> Exercise objective: The records sit below. Return every line in them that holds the word "impl".

> Dataset extract:
== Segment start ==

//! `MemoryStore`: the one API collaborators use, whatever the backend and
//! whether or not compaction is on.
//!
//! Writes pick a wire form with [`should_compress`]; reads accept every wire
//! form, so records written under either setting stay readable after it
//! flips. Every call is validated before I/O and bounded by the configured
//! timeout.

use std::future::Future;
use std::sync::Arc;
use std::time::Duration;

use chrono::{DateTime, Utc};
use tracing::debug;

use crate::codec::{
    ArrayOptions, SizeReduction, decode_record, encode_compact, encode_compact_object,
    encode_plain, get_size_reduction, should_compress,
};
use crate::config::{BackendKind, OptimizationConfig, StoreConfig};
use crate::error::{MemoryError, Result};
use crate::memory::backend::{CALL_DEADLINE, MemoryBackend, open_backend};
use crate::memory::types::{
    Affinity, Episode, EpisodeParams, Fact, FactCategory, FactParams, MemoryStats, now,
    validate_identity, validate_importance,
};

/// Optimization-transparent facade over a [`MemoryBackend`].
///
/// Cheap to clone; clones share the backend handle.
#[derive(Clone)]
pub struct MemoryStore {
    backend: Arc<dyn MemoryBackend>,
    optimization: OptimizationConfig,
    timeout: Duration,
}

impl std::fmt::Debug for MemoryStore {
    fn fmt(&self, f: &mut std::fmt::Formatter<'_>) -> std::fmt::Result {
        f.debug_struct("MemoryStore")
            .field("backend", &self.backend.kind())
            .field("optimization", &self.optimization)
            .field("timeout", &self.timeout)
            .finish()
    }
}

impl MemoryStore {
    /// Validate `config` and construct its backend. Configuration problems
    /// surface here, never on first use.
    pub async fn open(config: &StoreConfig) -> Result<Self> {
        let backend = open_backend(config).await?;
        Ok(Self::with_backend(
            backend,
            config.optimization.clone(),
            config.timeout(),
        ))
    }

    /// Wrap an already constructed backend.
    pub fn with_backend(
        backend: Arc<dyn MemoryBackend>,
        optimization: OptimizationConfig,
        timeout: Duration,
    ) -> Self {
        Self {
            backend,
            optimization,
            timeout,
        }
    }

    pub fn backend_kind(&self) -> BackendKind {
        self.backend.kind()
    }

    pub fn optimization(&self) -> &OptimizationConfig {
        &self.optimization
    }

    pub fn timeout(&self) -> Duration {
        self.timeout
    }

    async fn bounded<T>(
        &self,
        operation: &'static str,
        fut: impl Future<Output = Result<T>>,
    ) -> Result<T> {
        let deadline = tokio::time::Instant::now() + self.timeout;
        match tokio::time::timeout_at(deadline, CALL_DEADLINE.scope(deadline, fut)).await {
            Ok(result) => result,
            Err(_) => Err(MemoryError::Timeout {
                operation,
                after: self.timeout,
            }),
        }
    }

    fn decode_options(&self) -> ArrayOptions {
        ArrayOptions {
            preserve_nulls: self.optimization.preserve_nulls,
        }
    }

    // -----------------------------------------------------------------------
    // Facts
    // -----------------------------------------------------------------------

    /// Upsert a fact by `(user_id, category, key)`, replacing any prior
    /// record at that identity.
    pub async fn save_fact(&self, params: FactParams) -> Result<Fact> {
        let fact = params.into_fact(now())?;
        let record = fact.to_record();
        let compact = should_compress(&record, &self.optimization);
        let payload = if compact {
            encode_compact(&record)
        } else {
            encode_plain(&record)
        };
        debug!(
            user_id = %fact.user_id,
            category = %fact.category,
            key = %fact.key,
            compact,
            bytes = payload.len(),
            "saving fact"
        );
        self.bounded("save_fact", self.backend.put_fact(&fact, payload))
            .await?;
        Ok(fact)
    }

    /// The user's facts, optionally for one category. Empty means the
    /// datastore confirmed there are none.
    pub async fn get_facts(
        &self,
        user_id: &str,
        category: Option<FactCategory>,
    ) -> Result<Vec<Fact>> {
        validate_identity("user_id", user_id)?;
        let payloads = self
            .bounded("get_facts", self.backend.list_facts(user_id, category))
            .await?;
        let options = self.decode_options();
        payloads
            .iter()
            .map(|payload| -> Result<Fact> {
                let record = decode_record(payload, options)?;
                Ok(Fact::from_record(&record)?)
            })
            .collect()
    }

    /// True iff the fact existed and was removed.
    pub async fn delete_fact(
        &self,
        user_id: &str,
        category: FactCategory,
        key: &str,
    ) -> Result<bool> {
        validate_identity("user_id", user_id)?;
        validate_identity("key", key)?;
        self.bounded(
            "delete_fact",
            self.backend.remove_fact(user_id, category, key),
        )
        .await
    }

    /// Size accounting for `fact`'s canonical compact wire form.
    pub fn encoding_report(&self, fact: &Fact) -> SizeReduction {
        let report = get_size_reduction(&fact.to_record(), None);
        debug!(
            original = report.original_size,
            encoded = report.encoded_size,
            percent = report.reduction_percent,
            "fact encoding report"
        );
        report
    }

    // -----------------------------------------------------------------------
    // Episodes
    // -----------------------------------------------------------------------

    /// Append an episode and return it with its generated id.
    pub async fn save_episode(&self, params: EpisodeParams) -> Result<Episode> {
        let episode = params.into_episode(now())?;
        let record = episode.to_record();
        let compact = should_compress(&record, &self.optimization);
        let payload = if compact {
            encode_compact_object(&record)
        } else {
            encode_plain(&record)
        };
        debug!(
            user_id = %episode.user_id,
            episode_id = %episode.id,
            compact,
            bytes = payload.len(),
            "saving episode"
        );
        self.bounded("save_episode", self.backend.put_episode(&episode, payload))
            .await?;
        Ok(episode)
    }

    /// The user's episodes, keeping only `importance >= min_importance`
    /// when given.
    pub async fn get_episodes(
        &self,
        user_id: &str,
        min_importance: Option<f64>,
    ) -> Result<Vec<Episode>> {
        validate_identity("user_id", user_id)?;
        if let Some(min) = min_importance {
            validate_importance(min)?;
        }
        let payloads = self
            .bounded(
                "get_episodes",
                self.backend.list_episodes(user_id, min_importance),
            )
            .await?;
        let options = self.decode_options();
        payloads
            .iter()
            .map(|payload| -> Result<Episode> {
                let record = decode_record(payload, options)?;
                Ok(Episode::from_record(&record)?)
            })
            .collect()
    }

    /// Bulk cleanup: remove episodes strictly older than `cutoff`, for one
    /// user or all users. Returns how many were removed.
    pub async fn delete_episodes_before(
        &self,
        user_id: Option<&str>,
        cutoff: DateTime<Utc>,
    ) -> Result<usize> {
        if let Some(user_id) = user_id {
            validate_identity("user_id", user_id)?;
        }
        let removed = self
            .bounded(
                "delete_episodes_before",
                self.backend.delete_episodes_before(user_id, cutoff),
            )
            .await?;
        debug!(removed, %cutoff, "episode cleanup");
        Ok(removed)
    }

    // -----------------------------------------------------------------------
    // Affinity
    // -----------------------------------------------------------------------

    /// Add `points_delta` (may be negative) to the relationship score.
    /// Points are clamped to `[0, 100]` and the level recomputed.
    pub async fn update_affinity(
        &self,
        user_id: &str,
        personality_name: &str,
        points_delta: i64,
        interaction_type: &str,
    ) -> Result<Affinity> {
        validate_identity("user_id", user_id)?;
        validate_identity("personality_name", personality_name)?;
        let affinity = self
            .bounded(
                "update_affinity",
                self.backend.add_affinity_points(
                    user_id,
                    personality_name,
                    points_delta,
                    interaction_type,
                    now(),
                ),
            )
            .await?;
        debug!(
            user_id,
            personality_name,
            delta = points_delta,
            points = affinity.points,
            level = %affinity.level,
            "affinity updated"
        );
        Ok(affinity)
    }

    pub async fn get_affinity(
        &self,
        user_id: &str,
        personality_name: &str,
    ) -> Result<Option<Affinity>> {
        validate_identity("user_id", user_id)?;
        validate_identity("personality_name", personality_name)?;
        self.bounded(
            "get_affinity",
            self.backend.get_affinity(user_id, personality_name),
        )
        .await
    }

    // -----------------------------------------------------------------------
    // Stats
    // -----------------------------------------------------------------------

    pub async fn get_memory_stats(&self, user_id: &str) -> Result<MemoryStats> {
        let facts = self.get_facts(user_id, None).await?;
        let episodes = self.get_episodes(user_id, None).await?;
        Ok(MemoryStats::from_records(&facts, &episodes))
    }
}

== Segment end ==

> Response for this exercise:
impl std::fmt::Debug for MemoryStore {
impl MemoryStore {
        fut: impl Future<Output = Result<T>>,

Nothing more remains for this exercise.